The data →
=== Section Start ===
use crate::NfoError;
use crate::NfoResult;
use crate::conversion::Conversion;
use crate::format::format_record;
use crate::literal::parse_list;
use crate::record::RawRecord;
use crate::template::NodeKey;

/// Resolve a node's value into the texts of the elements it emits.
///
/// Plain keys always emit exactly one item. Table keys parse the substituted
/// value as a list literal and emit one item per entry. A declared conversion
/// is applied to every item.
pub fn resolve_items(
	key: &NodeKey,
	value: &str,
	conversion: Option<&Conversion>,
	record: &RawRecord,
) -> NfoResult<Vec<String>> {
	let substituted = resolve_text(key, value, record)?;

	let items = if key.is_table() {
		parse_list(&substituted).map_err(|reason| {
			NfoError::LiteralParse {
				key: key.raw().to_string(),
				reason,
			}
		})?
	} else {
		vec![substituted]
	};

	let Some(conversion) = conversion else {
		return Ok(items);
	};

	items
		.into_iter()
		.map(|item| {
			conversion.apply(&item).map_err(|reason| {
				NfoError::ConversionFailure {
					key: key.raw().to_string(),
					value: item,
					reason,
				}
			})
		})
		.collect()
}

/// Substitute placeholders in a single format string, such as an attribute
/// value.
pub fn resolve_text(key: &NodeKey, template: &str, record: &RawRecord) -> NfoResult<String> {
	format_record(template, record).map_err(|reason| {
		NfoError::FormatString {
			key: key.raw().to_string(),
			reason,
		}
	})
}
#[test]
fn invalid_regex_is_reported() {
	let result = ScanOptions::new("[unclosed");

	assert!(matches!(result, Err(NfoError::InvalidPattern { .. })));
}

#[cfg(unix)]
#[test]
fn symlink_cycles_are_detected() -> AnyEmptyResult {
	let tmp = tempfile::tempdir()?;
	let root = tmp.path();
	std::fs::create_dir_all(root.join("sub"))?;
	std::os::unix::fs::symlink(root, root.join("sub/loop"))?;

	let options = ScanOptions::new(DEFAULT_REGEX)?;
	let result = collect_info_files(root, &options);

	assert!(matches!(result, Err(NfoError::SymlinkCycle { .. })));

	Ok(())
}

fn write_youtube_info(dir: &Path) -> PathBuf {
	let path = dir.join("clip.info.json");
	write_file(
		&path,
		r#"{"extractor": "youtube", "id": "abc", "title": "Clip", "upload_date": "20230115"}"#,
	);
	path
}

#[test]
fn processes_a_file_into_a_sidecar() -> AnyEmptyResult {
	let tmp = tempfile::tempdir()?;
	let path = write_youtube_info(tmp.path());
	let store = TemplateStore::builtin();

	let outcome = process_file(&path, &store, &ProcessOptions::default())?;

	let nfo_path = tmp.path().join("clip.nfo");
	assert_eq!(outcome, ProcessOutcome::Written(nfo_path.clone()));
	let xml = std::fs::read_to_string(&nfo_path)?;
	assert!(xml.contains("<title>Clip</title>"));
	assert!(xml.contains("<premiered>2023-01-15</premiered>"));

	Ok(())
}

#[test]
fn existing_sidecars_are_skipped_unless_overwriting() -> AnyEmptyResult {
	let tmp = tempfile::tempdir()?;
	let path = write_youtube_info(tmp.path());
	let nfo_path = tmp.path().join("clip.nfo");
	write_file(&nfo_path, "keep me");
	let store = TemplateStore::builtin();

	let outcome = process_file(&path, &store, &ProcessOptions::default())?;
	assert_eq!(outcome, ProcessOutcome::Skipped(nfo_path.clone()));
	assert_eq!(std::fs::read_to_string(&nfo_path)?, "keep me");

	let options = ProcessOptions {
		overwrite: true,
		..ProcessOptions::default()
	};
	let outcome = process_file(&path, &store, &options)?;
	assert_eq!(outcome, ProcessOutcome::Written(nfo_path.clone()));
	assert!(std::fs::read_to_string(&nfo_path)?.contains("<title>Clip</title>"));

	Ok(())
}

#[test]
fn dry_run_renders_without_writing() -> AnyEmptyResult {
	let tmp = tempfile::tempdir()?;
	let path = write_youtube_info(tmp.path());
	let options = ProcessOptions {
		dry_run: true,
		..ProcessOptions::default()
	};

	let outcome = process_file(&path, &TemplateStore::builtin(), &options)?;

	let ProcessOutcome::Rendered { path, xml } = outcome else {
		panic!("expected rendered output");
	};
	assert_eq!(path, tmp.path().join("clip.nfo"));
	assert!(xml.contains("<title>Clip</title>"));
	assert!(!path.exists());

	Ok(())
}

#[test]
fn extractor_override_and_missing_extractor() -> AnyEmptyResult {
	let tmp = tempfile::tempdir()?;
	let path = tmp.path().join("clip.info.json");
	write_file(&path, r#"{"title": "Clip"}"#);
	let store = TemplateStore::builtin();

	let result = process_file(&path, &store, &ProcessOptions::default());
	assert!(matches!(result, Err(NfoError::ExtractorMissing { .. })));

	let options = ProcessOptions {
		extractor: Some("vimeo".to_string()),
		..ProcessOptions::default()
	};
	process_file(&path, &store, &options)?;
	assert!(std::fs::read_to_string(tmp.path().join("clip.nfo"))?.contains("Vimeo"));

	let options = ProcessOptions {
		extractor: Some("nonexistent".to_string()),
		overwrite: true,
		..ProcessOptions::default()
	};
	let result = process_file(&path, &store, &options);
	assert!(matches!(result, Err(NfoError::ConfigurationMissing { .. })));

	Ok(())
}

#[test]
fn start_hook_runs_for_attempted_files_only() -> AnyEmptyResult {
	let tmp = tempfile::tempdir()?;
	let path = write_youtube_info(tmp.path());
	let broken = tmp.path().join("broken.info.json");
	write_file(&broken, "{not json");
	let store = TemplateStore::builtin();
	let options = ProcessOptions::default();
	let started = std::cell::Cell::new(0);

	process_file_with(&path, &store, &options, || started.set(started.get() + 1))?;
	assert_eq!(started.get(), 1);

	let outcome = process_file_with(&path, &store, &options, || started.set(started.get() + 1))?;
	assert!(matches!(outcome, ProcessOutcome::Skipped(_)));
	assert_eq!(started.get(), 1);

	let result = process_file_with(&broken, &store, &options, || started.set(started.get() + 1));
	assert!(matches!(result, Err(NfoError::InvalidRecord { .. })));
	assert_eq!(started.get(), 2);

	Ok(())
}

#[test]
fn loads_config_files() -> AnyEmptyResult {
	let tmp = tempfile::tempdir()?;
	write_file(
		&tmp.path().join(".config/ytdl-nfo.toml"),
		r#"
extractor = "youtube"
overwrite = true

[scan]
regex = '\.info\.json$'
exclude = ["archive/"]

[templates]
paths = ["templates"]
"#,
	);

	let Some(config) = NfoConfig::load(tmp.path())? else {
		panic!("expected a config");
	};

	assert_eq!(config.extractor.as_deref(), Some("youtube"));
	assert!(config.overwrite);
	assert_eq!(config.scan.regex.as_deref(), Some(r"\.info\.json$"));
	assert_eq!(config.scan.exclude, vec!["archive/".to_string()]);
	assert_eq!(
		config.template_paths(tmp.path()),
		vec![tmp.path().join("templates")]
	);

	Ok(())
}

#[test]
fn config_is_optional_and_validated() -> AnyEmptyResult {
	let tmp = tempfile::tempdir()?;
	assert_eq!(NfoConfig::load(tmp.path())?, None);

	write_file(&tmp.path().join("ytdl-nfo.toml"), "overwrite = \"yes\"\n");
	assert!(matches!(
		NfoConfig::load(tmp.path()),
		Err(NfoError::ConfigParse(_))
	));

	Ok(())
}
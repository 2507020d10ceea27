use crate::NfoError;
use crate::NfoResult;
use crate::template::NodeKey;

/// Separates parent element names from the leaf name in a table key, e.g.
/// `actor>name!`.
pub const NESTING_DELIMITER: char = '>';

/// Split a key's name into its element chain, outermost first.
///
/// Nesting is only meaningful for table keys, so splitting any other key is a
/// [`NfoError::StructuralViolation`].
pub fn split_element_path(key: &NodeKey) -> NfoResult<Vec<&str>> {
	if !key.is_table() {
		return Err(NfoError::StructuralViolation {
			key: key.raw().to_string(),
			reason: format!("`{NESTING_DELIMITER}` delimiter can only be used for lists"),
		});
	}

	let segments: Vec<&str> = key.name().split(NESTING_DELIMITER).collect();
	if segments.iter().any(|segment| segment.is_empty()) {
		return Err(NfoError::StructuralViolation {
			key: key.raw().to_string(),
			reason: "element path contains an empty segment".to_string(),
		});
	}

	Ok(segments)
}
=== Section End ===
=== Section Start ===
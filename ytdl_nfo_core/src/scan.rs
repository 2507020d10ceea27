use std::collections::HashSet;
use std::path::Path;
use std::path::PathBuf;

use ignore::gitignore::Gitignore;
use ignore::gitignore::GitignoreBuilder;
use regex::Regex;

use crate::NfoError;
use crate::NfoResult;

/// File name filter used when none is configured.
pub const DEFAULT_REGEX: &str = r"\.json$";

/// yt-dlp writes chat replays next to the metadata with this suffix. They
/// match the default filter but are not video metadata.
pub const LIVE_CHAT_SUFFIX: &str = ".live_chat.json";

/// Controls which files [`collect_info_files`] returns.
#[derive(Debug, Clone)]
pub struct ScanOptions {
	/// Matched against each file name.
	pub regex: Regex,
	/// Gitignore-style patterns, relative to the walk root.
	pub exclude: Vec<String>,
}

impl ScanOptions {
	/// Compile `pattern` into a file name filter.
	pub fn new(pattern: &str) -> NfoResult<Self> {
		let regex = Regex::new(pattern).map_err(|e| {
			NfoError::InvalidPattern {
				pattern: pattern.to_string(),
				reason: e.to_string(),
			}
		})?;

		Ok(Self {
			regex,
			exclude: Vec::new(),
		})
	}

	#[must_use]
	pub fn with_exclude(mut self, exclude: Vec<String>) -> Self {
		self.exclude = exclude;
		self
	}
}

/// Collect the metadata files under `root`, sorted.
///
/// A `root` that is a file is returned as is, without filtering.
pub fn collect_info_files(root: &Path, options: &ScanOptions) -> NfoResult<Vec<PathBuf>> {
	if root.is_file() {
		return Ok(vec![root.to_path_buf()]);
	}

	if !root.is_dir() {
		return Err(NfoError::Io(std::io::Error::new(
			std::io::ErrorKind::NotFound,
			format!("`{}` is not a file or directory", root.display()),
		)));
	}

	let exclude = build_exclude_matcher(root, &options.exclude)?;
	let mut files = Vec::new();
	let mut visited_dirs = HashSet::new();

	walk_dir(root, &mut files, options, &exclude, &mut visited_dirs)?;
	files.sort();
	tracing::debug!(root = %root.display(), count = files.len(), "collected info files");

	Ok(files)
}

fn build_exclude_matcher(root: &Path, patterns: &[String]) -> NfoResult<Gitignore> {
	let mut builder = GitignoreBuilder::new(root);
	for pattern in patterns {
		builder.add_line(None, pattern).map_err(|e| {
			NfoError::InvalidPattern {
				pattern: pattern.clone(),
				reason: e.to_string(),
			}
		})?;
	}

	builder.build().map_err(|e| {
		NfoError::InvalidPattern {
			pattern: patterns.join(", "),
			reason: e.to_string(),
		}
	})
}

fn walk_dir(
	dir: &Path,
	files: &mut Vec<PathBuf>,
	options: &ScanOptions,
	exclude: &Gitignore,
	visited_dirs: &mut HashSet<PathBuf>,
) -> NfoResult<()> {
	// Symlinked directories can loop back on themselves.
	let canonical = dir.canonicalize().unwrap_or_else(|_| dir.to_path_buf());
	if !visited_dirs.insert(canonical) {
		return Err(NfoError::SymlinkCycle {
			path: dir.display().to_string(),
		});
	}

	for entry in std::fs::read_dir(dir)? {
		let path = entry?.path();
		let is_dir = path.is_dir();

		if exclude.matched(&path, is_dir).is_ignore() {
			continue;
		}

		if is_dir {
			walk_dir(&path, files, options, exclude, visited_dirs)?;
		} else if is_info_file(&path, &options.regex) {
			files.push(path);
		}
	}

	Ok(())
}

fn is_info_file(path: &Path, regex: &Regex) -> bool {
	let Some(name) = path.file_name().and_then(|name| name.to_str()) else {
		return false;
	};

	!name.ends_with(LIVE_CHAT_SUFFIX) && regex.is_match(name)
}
=== Section End ===
=== Section Start ===
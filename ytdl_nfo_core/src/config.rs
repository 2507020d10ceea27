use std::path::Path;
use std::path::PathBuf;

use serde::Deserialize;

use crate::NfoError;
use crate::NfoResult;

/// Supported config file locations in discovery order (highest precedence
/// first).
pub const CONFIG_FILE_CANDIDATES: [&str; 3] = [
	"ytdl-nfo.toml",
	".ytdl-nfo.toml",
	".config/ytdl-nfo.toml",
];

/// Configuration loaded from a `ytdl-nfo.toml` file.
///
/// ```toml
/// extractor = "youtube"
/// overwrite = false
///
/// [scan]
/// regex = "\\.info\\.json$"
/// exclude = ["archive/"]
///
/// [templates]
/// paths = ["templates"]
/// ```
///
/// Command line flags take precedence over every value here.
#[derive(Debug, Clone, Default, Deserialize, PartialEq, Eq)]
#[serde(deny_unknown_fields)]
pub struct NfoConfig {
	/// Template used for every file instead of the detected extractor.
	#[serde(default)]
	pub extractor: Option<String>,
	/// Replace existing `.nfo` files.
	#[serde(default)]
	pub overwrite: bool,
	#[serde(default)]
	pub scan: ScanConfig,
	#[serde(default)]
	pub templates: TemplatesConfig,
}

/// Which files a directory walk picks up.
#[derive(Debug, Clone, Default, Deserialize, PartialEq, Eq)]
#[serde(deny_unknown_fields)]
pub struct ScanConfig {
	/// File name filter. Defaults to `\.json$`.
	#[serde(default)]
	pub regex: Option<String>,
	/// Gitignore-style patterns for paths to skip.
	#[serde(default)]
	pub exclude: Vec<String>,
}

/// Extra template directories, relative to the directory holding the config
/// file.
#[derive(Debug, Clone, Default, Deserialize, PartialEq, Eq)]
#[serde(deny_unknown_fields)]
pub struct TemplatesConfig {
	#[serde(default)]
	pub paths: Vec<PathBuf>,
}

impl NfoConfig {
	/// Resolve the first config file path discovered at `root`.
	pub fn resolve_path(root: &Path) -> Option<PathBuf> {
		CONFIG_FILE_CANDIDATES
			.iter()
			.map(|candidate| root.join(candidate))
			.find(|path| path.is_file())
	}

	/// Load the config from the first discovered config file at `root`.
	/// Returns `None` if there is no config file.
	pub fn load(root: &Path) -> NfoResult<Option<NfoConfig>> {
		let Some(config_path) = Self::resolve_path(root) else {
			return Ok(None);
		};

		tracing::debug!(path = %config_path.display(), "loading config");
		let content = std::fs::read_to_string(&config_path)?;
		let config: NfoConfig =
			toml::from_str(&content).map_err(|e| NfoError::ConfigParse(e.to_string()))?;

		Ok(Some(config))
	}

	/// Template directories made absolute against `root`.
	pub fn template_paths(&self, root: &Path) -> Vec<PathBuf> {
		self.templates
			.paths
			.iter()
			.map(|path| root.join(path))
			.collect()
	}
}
=== Section End ===
What to do → Could you return exactly the stretch of the data above that starts at the line with "is not a file" and ends at the line with "files.sort();", both lines included?

Your response →
			format!("`{}` is not a file or directory", root.display()),
		)));
	}

	let exclude = build_exclude_matcher(root, &options.exclude)?;
	let mut files = Vec::new();
	let mut visited_dirs = HashSet::new();

	walk_dir(root, &mut files, options, &exclude, &mut visited_dirs)?;
	files.sort();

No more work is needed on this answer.